Anduril HQ
One of Anduril’s sentry towers stands tall at the company’s HQ in California’s Orange County. (Anduril Photo)

Irvine, Calif.-based Anduril Industries says it’s opening a new office in Seattle and will be hiring engineers to work on defense technologies.

“We are building bigger and better systems for our military as quickly as we can,” Palmer Luckey, the venture’s founder, said in a news release. “The incredible pool of talent in the Seattle area helps us accelerate that.”

Founded in 2017, Anduril develops hardware and software centered around Lattice, an AI backbone allowing for real-time information analysis across the company’s range of products. Those products include a surveillance drone called the Ghost, an interceptor drone called the Anvil, medical transport drones and a border monitoring system that relies on sensor-equipped sentry towers.

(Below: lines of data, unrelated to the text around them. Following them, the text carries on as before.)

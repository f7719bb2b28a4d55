//! 标注样式操作
//!
//! "Standard"样式受保护且默认即为当前样式。

use crate::catalog::DimStyleRecord;
use crate::document::Document;
use crate::handle::Handle;

impl Document {
    /// 创建新标注样式
    ///
    /// 已存在同名样式时直接返回其句柄。
    pub fn add_dim_style(&mut self, name: &str) -> Handle {
        self.dim_styles
            .get_or_create(name, &mut self.allocator, |n| DimStyleRecord::new(n))
    }

    /// 只读查找标注样式句柄
    pub fn try_get_dim_style(&self, name: &str) -> Option<Handle> {
        self.dim_styles.try_get_handle(name)
    }

    /// 设置当前标注样式
    ///
    /// 样式不存在时返回 false。
    pub fn set_current_dim_style(&mut self, name: &str) -> bool {
        let Some(h) = self.dim_styles.try_get_handle(name) else {
            return false;
        };
        self.current_dim_style = h;
        true
    }

    /// 当前标注样式句柄
    pub fn current_dim_style(&self) -> Handle {
        self.current_dim_style
    }

    /// 所有标注样式记录的快照（创建顺序）
    pub fn dim_styles(&self) -> Vec<DimStyleRecord> {
        self.dim_styles.list_all()
    }

    /// 按句柄取标注样式记录
    pub fn dim_style_record(&self, h: Handle) -> Option<&DimStyleRecord> {
        self.dim_styles.record(h)
    }

    /// 删除指定名称的标注样式
    ///
    /// 受保护样式、不存在的样式或当前样式无法删除。
    pub fn delete_dim_style(&mut self, name: &str) -> bool {
        let active = self.current_dim_style;
        self.dim_styles.delete(name, active, |_| false)
    }
}

#[cfg(test)]
mod tests {
    use super::*;

    #[test]
    fn test_standard_is_seeded_and_current() {
        let doc = Document::new();
        let h = doc.try_get_dim_style("Standard").unwrap();
        assert_eq!(doc.current_dim_style(), h);
        assert_eq!(doc.dim_style_record(h).unwrap().text_height, 2.5);
    }

    #[test]
    fn test_add_and_switch_dim_style() {
        let mut doc = Document::new();
        let h = doc.add_dim_style("Arch");
        assert_eq!(doc.add_dim_style("Arch"), h);
        assert!(doc.set_current_dim_style("Arch"));
        assert!(!doc.set_current_dim_style("missing"));
        assert_eq!(doc.current_dim_style(), h);
    }

    #[test]
    fn test_delete_dim_style_rules() {
        let mut doc = Document::new();
        doc.add_dim_style("Arch");

        // 受保护样式
        assert!(!doc.delete_dim_style("Standard"));
        // 当前样式
        doc.set_current_dim_style("Arch");
        assert!(!doc.delete_dim_style("Arch"));

        doc.set_current_dim_style("Standard");
        assert!(doc.delete_dim_style("Arch"));
        assert!(doc.try_get_dim_style("Arch").is_none());
    }
}
//! 实体定义
//!
//! 实体 = 几何数据 + 视觉属性。实体本身不知道自己是否已被
//! 添加到图形数据库；游离/驻留的生命周期状态由数据库管理。

use crate::geometry::{Geometry, GeometryError};
use crate::math::{BoundingBox3, Matrix4};
use crate::properties::Properties;
use serde::{Deserialize, Serialize};

/// 几何实体
#[derive(Debug, Clone, Serialize, Deserialize)]
pub struct Entity {
    pub geometry: Geometry,
    pub properties: Properties,
}

impl Entity {
    /// 以默认属性创建实体
    pub fn new(geometry: Geometry) -> Self {
        Self {
            geometry,
            properties: Properties::default(),
        }
    }

    pub fn with_properties(geometry: Geometry, properties: Properties) -> Self {
        Self {
            geometry,
            properties,
        }
    }

    /// 对实体施加仿射变换
    pub fn transform_by(&mut self, m: &Matrix4) {
        self.geometry.transform_by(m);
    }

    /// 获取实体的变换副本，属性原样保留
    pub fn transformed_copy(&self, m: &Matrix4) -> Entity {
        let mut copy = self.clone();
        copy.transform_by(m);
        copy
    }

    /// 计算偏移副本的几何（属性由调用方决定如何继承）
    pub fn offset_geometry(&self, distance: f64) -> Result<Vec<Geometry>, GeometryError> {
        self.geometry.offset(distance)
    }

    pub fn bounding_box(&self) -> BoundingBox3 {
        self.geometry.bounding_box()
    }
}
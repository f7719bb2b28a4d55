//! 对象句柄
//!
//! 句柄是对象在文档内的稳定不透明引用，在首次入库时分配一次，
//! 文档打开期间永不复用。

use serde::{Deserialize, Serialize};

/// 对象句柄
///
/// `Handle::NULL` 表示"无对象"的哨兵值。
#[derive(
    Debug, Clone, Copy, PartialEq, Eq, Hash, PartialOrd, Ord, Serialize, Deserialize, Default,
)]
pub struct Handle(u64);

impl Handle {
    /// 空句柄
    pub const NULL: Handle = Handle(0);

    pub fn is_null(&self) -> bool {
        self.0 == 0
    }

    pub fn as_u64(&self) -> u64 {
        self.0
    }

    /// 解析十六进制句柄字符串
    pub fn from_hex(s: &str) -> Option<Handle> {
        u64::from_str_radix(s.trim(), 16).ok().map(Handle)
    }
}

impl std::fmt::Display for Handle {
    fn fmt(&self, f: &mut std::fmt::Formatter<'_>) -> std::fmt::Result {
        write!(f, "{:X}", self.0)
    }
}

/// 句柄分配器（单调递增，从1开始）
#[derive(Debug, Clone, Serialize, Deserialize)]
pub struct HandleAllocator {
    next: u64,
}

impl HandleAllocator {
    pub fn new() -> Self {
        Self { next: 1 }
    }

    pub fn alloc(&mut self) -> Handle {
        let h = Handle(self.next);
        self.next += 1;
        h
    }
}

impl Default for HandleAllocator {
    fn default() -> Self {
        Self::new()
    }
}

#[cfg(test)]
mod tests {
    use super::*;

    #[test]
    fn test_handles_are_unique_and_never_null() {
        let mut alloc = HandleAllocator::new();
        let a = alloc.alloc();
        let b = alloc.alloc();
        assert_ne!(a, b);
        assert!(!a.is_null());
        assert!(Handle::NULL.is_null());
    }

    #[test]
    fn test_hex_round_trip() {
        let mut alloc = HandleAllocator::new();
        for _ in 0..300 {
            alloc.alloc();
        }
        let h = alloc.alloc();
        let parsed = Handle::from_hex(&h.to_string()).unwrap();
        assert_eq!(h, parsed);
    }

    #[test]
    fn test_invalid_hex() {
        assert!(Handle::from_hex("not-hex").is_none());
    }
}
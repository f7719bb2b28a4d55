//! ARX 宿主交互
//!
//! 图形数据库之外、与宿主进程打交道的部分：
//! - 命令投递: 向宿主命令队列异步投递命令字符串
//! - 按需加载注册: 宿主启动时自动装载应用的注册信息
//! - 输入校验: 命令行输入的数字与点坐标解析

pub mod command;
pub mod register;
pub mod validate;

pub use command::{CommandSink, QueuedCommandSink};
pub use register::{RegisterError, RegistrationStore};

Anduril’s customers include the U.S. Department of Defense, the Department of Homeland Security and the British Ministry of Defense. The company currently has nearly 200 employees at its Irvine headquarters and a Washington, D.C., office.

“We are already building capacity for the Seattle office with seven recent hires, and aim to grow to 25 by the end of 2021,” Brian Schimpf, Anduril’s CEO and co-founder, told GeekWire in response to emailed questions.

“Seattle is one of the top tier areas for technology talent in the U.S., with a high concentration of people who can develop the next generation of defense solutions,” Schimpf said. “Because of the city’s long history of working with the Department of Defense, there is a deep understanding of why it’s important to apply technological innovation to national security.”

Schimpf said Anduril’s products could help authorities deal with impacts of the coronavirus outbreak

“We do see our AI products as a way to facilitate better operations during a crisis like the COVID-19 pandemic,” he told GeekWire via email. “The tools that we make with artificial intelligence are designed to help people and machines work together to accomplish important tasks. In many cases that can reduce the number of people that need to be deployed into the field at any given time. … That can make it easier to keep things running when forces are dispersed over greater distances, or in situations like now with the coronavirus.”

Last September, Anduril reportedly raised $127 million in a funding round that was said to push its valuation into unicorn territory, past the $1 billion mark. There’s been some controversy along the way: Luckey founded Anduril after being fired from Facebook — by some accounts, due to his politics; by other accounts, due to the outcome of an intellectual property dispute.

Update for 2:20 p.m. PT May 12: We’ve added Brian Schimpf’s emailed comments.